Pourtant, parmi les planches, l’on aperçoit des fruits arrivés à terme, voire l’ayant dépassé, et que personne ne cherche à cueillir. Ceci arrive notamment pour certaines spéculations périssables telles que la tomate et notamment dans certaines provinces telles que le Passoré, réputées pour leur production en quantité.

« Cela ne nous convient pas »

Aux abords du barrage « Kanazoé », réalisé – à l’instar d’autres portant le même nom – par ce grand ressortissant de Yako à 25 km de sa ville, les yeux se perdent dans le spectacle saisissant qui se présente devant eux : une vallée verte entourée de la savane sèche du Nord, traversée par une brise encore fraîche en cette fin de saison « froide ». Les producteurs s’affolent autour de leurs planches : choux, oignons, aubergines et surtout tomates…

Néanmoins, dans certaines parcelles, des fruits arrivés clairement à terme, voire carrément l’ayant dépassé, semblent abandonnés. « Pourquoi ne les cueillez-vous pas ? » demandons-nous, en pensant à la cherté de la tomate dans nos villes – certes, le prix a baissé en cette période, mais jamais autant que le consommateur le souhaiterait.

« Tu vois », répond une femme qui récoltait des choux dans un grand panier en rotin, « le prix de la caisse[1] de tomates était de 15.000 francs il y a quelques semaines : ceux qui ont cultivé pendant tout l’hivernage gagnaient beaucoup. Mais maintenant, la même caisse est vendue à un peu plus que 2.000 francs… Pourquoi travailler toute la journée pour remplir deux caisses, si cela ne te rapporte que 5.000 francs – au cas où quelqu’un vienne l’acheter ? Cela ne nous convient pas ».

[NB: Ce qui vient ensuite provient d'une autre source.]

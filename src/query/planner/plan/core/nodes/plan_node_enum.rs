//! PlanNode 枚举定义
//!
//! 逻辑计划节点的封闭集合。所有按节点类型分派的逻辑都通过对该枚举的 `match` 完成。

use super::plan_node_traits::{BinaryInputNode, PlanNode, SingleInputNode};
use super::plan_type::PlanType;
use crate::query::optimizer::analysis::fingerprint::{FingerprintCalculator, PlanFingerprint};
use crate::query::planner::plan::core::NodeIdGenerator;

pub use super::aggregate_node::AggregationNode;
pub use super::data_source_node::DataSourceNode;
pub use super::join_node::{JoinNode, JoinType};
pub use super::project_node::ProjectionNode;
pub use super::selection_node::SelectionNode;
pub use super::sort_node::{LimitNode, OrderDirection, SortItem, SortNode};
pub use super::table_dual_node::TableDualNode;

/// PlanNode 枚举，包含所有可能的节点类型
///
/// 这个枚举避免了动态分发的性能开销
#[derive(Debug)]
pub enum PlanNodeEnum {
    /// 数据源节点
    DataSource(DataSourceNode),
    /// 虚表节点
    TableDual(TableDualNode),
    /// 投影节点
    Projection(ProjectionNode),
    /// 选择节点
    Selection(SelectionNode),
    /// 限制节点
    Limit(LimitNode),
    /// 排序节点
    Sort(SortNode),
    /// 聚合节点
    Aggregation(AggregationNode),
    /// 连接节点
    Join(JoinNode),
}

/// 对每个变体调用同名方法
macro_rules! dispatch {
    ($self:expr, $node:ident => $body:expr) => {
        match $self {
            PlanNodeEnum::DataSource($node) => $body,
            PlanNodeEnum::TableDual($node) => $body,
            PlanNodeEnum::Projection($node) => $body,
            PlanNodeEnum::Selection($node) => $body,
            PlanNodeEnum::Limit($node) => $body,
            PlanNodeEnum::Sort($node) => $body,
            PlanNodeEnum::Aggregation($node) => $body,
            PlanNodeEnum::Join($node) => $body,
        }
    };
}

impl PlanNodeEnum {
    /// 获取节点ID
    pub fn id(&self) -> i64 {
        dispatch!(self, node => PlanNode::id(node))
    }

    /// 获取节点类型名称
    pub fn name(&self) -> &'static str {
        dispatch!(self, node => node.type_name())
    }

    pub fn plan_type(&self) -> PlanType {
        dispatch!(self, node => node.plan_type())
    }

    /// 获取位置标记
    pub fn block_offset(&self) -> u32 {
        dispatch!(self, node => PlanNode::block_offset(node))
    }

    pub fn set_block_offset(&mut self, offset: u32) {
        dispatch!(self, node => PlanNode::set_block_offset(node, offset))
    }

    /// 获取子节点，按位置顺序
    pub fn children(&self) -> Vec<&PlanNodeEnum> {
        match self {
            PlanNodeEnum::DataSource(_) | PlanNodeEnum::TableDual(_) => Vec::new(),
            PlanNodeEnum::Projection(node) => vec![node.input()],
            PlanNodeEnum::Selection(node) => vec![node.input()],
            PlanNodeEnum::Limit(node) => vec![node.input()],
            PlanNodeEnum::Sort(node) => vec![node.input()],
            PlanNodeEnum::Aggregation(node) => vec![node.input()],
            PlanNodeEnum::Join(node) => vec![node.left_input(), node.right_input()],
        }
    }

    /// 子树中的节点总数（包括自身）
    pub fn node_count(&self) -> usize {
        1 + self
            .children()
            .into_iter()
            .map(PlanNodeEnum::node_count)
            .sum::<usize>()
    }

    /// 深拷贝整棵子树，每个节点从生成器领取新ID
    pub fn clone_with_new_ids(&self, id_gen: &NodeIdGenerator) -> PlanNodeEnum {
        match self {
            PlanNodeEnum::DataSource(node) => {
                PlanNodeEnum::DataSource(node.clone_with_new_ids(id_gen))
            }
            PlanNodeEnum::TableDual(node) => PlanNodeEnum::TableDual(node.clone_with_new_ids(id_gen)),
            PlanNodeEnum::Projection(node) => {
                PlanNodeEnum::Projection(node.clone_with_new_ids(id_gen))
            }
            PlanNodeEnum::Selection(node) => PlanNodeEnum::Selection(node.clone_with_new_ids(id_gen)),
            PlanNodeEnum::Limit(node) => PlanNodeEnum::Limit(node.clone_with_new_ids(id_gen)),
            PlanNodeEnum::Sort(node) => PlanNodeEnum::Sort(node.clone_with_new_ids(id_gen)),
            PlanNodeEnum::Aggregation(node) => {
                PlanNodeEnum::Aggregation(node.clone_with_new_ids(id_gen))
            }
            PlanNodeEnum::Join(node) => PlanNodeEnum::Join(node.clone_with_new_ids(id_gen)),
        }
    }

    /// 使用默认配置计算节点指纹
    pub fn fingerprint(&self) -> PlanFingerprint {
        FingerprintCalculator::new().calculate_fingerprint(self)
    }

    /// 使用默认配置计算子树指纹
    pub fn subtree_fingerprint(&self) -> PlanFingerprint {
        FingerprintCalculator::new().calculate_subtree_fingerprint(self)
    }

    pub fn is_selection(&self) -> bool {
        matches!(self, PlanNodeEnum::Selection(_))
    }

    pub fn is_projection(&self) -> bool {
        matches!(self, PlanNodeEnum::Projection(_))
    }

    pub fn is_limit(&self) -> bool {
        matches!(self, PlanNodeEnum::Limit(_))
    }

    pub fn is_table_dual(&self) -> bool {
        matches!(self, PlanNodeEnum::TableDual(_))
    }

    pub fn as_selection(&self) -> Option<&SelectionNode> {
        match self {
            PlanNodeEnum::Selection(node) => Some(node),
            _ => None,
        }
    }

    pub fn as_selection_mut(&mut self) -> Option<&mut SelectionNode> {
        match self {
            PlanNodeEnum::Selection(node) => Some(node),
            _ => None,
        }
    }

    pub fn as_projection(&self) -> Option<&ProjectionNode> {
        match self {
            PlanNodeEnum::Projection(node) => Some(node),
            _ => None,
        }
    }

    pub fn as_projection_mut(&mut self) -> Option<&mut ProjectionNode> {
        match self {
            PlanNodeEnum::Projection(node) => Some(node),
            _ => None,
        }
    }

    pub fn as_limit(&self) -> Option<&LimitNode> {
        match self {
            PlanNodeEnum::Limit(node) => Some(node),
            _ => None,
        }
    }

    pub fn as_limit_mut(&mut self) -> Option<&mut LimitNode> {
        match self {
            PlanNodeEnum::Limit(node) => Some(node),
            _ => None,
        }
    }

    pub fn as_table_dual(&self) -> Option<&TableDualNode> {
        match self {
            PlanNodeEnum::TableDual(node) => Some(node),
            _ => None,
        }
    }
}

macro_rules! impl_from_node {
    ($($variant:ident($node:ty)),* $(,)?) => {
        $(
            impl From<$node> for PlanNodeEnum {
                fn from(node: $node) -> Self {
                    PlanNodeEnum::$variant(node)
                }
            }
        )*
    };
}

impl_from_node! {
    DataSource(DataSourceNode),
    TableDual(TableDualNode),
    Projection(ProjectionNode),
    Selection(SelectionNode),
    Limit(LimitNode),
    Sort(SortNode),
    Aggregation(AggregationNode),
    Join(JoinNode),
}
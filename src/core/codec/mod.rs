//! Codec 模块 - 指纹字节编码
//!
//! 提供计划指纹使用的底层编码原语，所有上层编码规则都只通过这里写入字节。
//!
//! ## 架构
//!
//! ```text
//! ┌─────────────────────────────────────┐
//! │            codec::mod.rs            │
//! │       模块入口和公共类型导出         │
//! └─────────────────────────────────────┘
//!              │
//!        ┌─────┴──────────┐
//!        ▼                ▼
//! ┌──────────────┐ ┌─────────────┐
//! │fingerprint_  │ │ canonical   │
//! │writer        │ │ (子列表排序) │
//! └──────────────┘ └─────────────┘
//! ```
//!
//! ## 二进制格式
//!
//! - 定长整数：大端序 u32 / u64
//! - 变长块：4 字节大端长度 + 原始字节
//! - 子指纹列表：4 字节数量 + 逐个变长块
//!
//! 所有变长字段都带长度前缀，保证不同结构不会因边界歧义编码成同一字节串。

pub mod canonical;
pub mod fingerprint_writer;

pub use canonical::{append_child_list, child_list_size, sort_fingerprints, ChildListOrder};
pub use fingerprint_writer::{
    append_fingerprint_list, append_length_prefixed, append_u32_be, append_u64_be,
    append_u8, length_prefixed_size, Fingerprint,
};
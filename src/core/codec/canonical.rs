//! 子指纹列表规范化
//!
//! 每个子指纹列表在编码前都要归类：
//! - 位置相关（Positional）：保持原始顺序，例如投影列
//! - 可交换（Commutative）：按指纹字节字典序稳定排序，例如合取过滤条件
//!
//! 重复元素始终保留，不做去重。

use super::fingerprint_writer::append_fingerprint_list;

/// 子指纹列表的排序规则
#[derive(Debug, Clone, Copy, PartialEq, Eq)]
pub enum ChildListOrder {
    /// 保持原始顺序
    Positional,
    /// 编码前按字节排序
    Commutative,
}

/// 按字节字典序稳定排序指纹
///
/// 相等的指纹保持输入中的相对顺序，重复项不会被折叠。
pub fn sort_fingerprints(fingerprints: &mut [Vec<u8>]) {
    // slice::sort_by 是稳定排序
    fingerprints.sort_by(|a, b| a.as_slice().cmp(b.as_slice()));
}

/// 按排序规则将子指纹列表写入缓冲区
pub fn append_child_list(buf: &mut Vec<u8>, mut children: Vec<Vec<u8>>, order: ChildListOrder) {
    if order == ChildListOrder::Commutative {
        sort_fingerprints(&mut children);
    }
    append_fingerprint_list(buf, &children);
}

/// 估算子指纹列表编码后的字节数：数量字段 + 每项长度前缀和内容
pub fn child_list_size(children: &[Vec<u8>]) -> usize {
    4 + children.iter().map(|c| 4 + c.len()).sum::<usize>()
}
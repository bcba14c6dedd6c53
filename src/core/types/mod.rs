// 核心类型系统模块
//
// 包含计划节点引用的表达式与操作符定义

pub mod expression;
pub mod operators;

// 重新导出常用类型
pub use expression::Expression;
pub use operators::{AggregateFunction, ScalarOperator};
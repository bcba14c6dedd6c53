pub mod macros;

pub mod aggregate_node;
pub mod data_source_node;
pub mod join_node;
pub mod plan_node_enum;
pub mod plan_node_traits;
pub mod plan_type;
pub mod project_node;
pub mod selection_node;
pub mod sort_node;
pub mod table_dual_node;

pub use aggregate_node::AggregationNode;
pub use data_source_node::DataSourceNode;
pub use join_node::{JoinNode, JoinType};
pub use plan_node_enum::PlanNodeEnum;
pub use plan_node_traits::{BinaryInputNode, PlanNode, SingleInputNode, ZeroInputNode};
pub use plan_type::{type_string_to_id, PlanType};
pub use project_node::ProjectionNode;
pub use selection_node::SelectionNode;
pub use sort_node::{LimitNode, OrderDirection, SortItem, SortNode};
pub use table_dual_node::TableDualNode;
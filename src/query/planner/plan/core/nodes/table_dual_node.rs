//! 虚表节点实现
//!
//! TableDualNode 产生固定行数的空行，用于没有 FROM 子句的查询以及被优化为常量结果的子树

use crate::define_plan_node;
use crate::query::planner::plan::core::NodeIdGenerator;

define_plan_node! {
    pub struct TableDualNode {
        row_count: u32,
    }
    plan_type: TableDual
    input: ZeroInputNode
}

impl TableDualNode {
    /// 创建新的虚表节点
    pub fn new(id_gen: &NodeIdGenerator, row_count: u32) -> Self {
        Self {
            id: id_gen.next_id(),
            block_offset: 0,
            row_count,
        }
    }

    /// 输出行数
    pub fn row_count(&self) -> u32 {
        self.row_count
    }

    pub fn set_row_count(&mut self, row_count: u32) {
        self.row_count = row_count;
    }
}
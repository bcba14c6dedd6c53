//! 表达式定义
//!
//! 计划节点引用的标量表达式。每个表达式都实现 [`Fingerprint`]，
//! 编码以 1 字节表达式标记开头：
//!
//! | 表达式         | 编码                                                        |
//! |----------------|-------------------------------------------------------------|
//! | Constant       | `0x00 ++ 值编码`                                            |
//! | Column         | `0x01 ++ i64(unique_id)`，固定 9 字节                       |
//! | ScalarFunction | `0x03 ++ 长度前缀(函数名) ++ u32(参数数) ++ 参数指纹列表`   |
//! | Aggregate      | `0x04 ++ 长度前缀(函数名) ++ u8(distinct) ++ 参数指纹列表`  |
//!
//! 可交换函数的参数在编码前排序；`>`、`>=` 先交换参数改写为 `<`、`<=`。

use std::fmt;

use crate::core::codec::{
    append_child_list, append_length_prefixed, append_u64_be, append_u8, child_list_size,
    ChildListOrder, Fingerprint,
};
use crate::core::types::operators::{AggregateFunction, ScalarOperator};
use crate::core::value::encoding::encode_value;
use crate::core::Value;

const CONSTANT_FLAG: u8 = 0x00;
const COLUMN_FLAG: u8 = 0x01;
const SCALAR_FUNCTION_FLAG: u8 = 0x03;
const AGGREGATE_FLAG: u8 = 0x04;

/// 标量表达式
#[derive(Debug, Clone, PartialEq)]
pub enum Expression {
    /// 常量
    Constant(Value),

    /// 列引用
    ///
    /// `unique_id` 在一次查询内唯一标识一列，`name` 仅用于展示。
    Column { unique_id: i64, name: String },

    /// 标量函数调用
    ScalarFunction {
        op: ScalarOperator,
        args: Vec<Expression>,
    },

    /// 聚合函数
    Aggregate {
        func: AggregateFunction,
        args: Vec<Expression>,
        distinct: bool,
    },
}

impl Expression {
    /// 创建列引用
    pub fn column(unique_id: i64, name: impl Into<String>) -> Self {
        Expression::Column {
            unique_id,
            name: name.into(),
        }
    }

    /// 创建常量
    pub fn constant(value: impl Into<Value>) -> Self {
        Expression::Constant(value.into())
    }

    /// 创建标量函数
    pub fn function(op: ScalarOperator, args: Vec<Expression>) -> Self {
        Expression::ScalarFunction { op, args }
    }

    /// 创建二元标量函数
    pub fn binary(op: ScalarOperator, left: Expression, right: Expression) -> Self {
        Expression::ScalarFunction {
            op,
            args: vec![left, right],
        }
    }

    /// 创建聚合函数
    pub fn aggregate(func: AggregateFunction, args: Vec<Expression>, distinct: bool) -> Self {
        Expression::Aggregate {
            func,
            args,
            distinct,
        }
    }

    pub fn is_column(&self) -> bool {
        matches!(self, Expression::Column { .. })
    }

    pub fn is_constant(&self) -> bool {
        matches!(self, Expression::Constant(_))
    }

    /// 子表达式
    pub fn children(&self) -> &[Expression] {
        match self {
            Expression::Constant(_) | Expression::Column { .. } => &[],
            Expression::ScalarFunction { args, .. } | Expression::Aggregate { args, .. } => args,
        }
    }

    fn encode_scalar_function(op: ScalarOperator, args: &[Expression]) -> Vec<u8> {
        let mut arg_fps: Vec<Vec<u8>> = args.iter().map(|arg| arg.fingerprint()).collect();

        // 镜像比较统一改写为 `<` / `<=`
        let op = match op.mirror() {
            Some(mirrored) if arg_fps.len() == 2 => {
                arg_fps.swap(0, 1);
                mirrored
            }
            _ => op,
        };

        let order = if op.is_commutative() {
            ChildListOrder::Commutative
        } else {
            ChildListOrder::Positional
        };

        let name = op.name().as_bytes();
        let mut buf = Vec::with_capacity(1 + 4 + name.len() + child_list_size(&arg_fps));
        append_u8(&mut buf, SCALAR_FUNCTION_FLAG);
        append_length_prefixed(&mut buf, name);
        append_child_list(&mut buf, arg_fps, order);
        buf
    }

    fn encode_aggregate(func: AggregateFunction, args: &[Expression], distinct: bool) -> Vec<u8> {
        let arg_fps: Vec<Vec<u8>> = args.iter().map(|arg| arg.fingerprint()).collect();
        let name = func.name().as_bytes();
        let mut buf = Vec::with_capacity(1 + 4 + name.len() + 1 + child_list_size(&arg_fps));
        append_u8(&mut buf, AGGREGATE_FLAG);
        append_length_prefixed(&mut buf, name);
        append_u8(&mut buf, u8::from(distinct));
        append_child_list(&mut buf, arg_fps, ChildListOrder::Positional);
        buf
    }
}

impl Fingerprint for Expression {
    fn fingerprint(&self) -> Vec<u8> {
        match self {
            Expression::Constant(value) => {
                let mut buf = Vec::with_capacity(10);
                append_u8(&mut buf, CONSTANT_FLAG);
                encode_value(&mut buf, value);
                buf
            }
            Expression::Column { unique_id, .. } => {
                let mut buf = Vec::with_capacity(9);
                append_u8(&mut buf, COLUMN_FLAG);
                append_u64_be(&mut buf, *unique_id as u64);
                buf
            }
            Expression::ScalarFunction { op, args } => Self::encode_scalar_function(*op, args),
            Expression::Aggregate {
                func,
                args,
                distinct,
            } => Self::encode_aggregate(*func, args, *distinct),
        }
    }
}

impl fmt::Display for Expression {
    fn fmt(&self, f: &mut fmt::Formatter<'_>) -> fmt::Result {
        match self {
            Expression::Constant(value) => write!(f, "{}", value),
            Expression::Column { name, .. } => write!(f, "{}", name),
            Expression::ScalarFunction { op, args } => {
                write!(f, "{}(", op)?;
                write_args(f, args)?;
                write!(f, ")")
            }
            Expression::Aggregate {
                func,
                args,
                distinct,
            } => {
                write!(f, "{}(", func)?;
                if *distinct {
                    write!(f, "distinct ")?;
                }
                write_args(f, args)?;
                write!(f, ")")
            }
        }
    }
}

fn write_args(f: &mut fmt::Formatter<'_>, args: &[Expression]) -> fmt::Result {
    for (i, arg) in args.iter().enumerate() {
        if i > 0 {
            write!(f, ", ")?;
        }
        write!(f, "{}", arg)?;
    }
    Ok(())
}
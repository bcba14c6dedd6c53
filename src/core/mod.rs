pub mod codec;
pub mod error;
pub mod types;
pub mod value;

// 错误和结果类型
pub use error::{
    ConfigError, OptimizerError, OptimizerResult, PlanCacheError, PlannerError, PlannerResult,
};

// 指纹编码
pub use codec::{ChildListOrder, Fingerprint};

// 核心数据类型
pub use value::Value;

// 表达式系统类型
pub use types::expression::Expression;
pub use types::operators::{AggregateFunction, ScalarOperator};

« Les Ghanéens ne viennent pas acheter votre tomate ? ». « Ils viennent, mais moins qu’avant », répond un homme, qui s’était approché pour écouter. « Avant, ils venaient déjà en décembre et jusqu’en mars, ils payaient toute notre production » ajoute-t-il « mais maintenant, on ne les voit plus beaucoup et, quand ils sont là, ils paient très peu, c’est eux qui décident le prix et nous devons accepter ».

Et pourtant, on importe

Le scénario est le même dans la plupart des périmètres maraîchers de la zone. À Zougoungou, logé à une dizaine de kilomètres de Yako, quelques caisses sont prêtes, en attente d’un client qui les avait commandées, mais d’autres planches paraissent destinées à être abandonnées.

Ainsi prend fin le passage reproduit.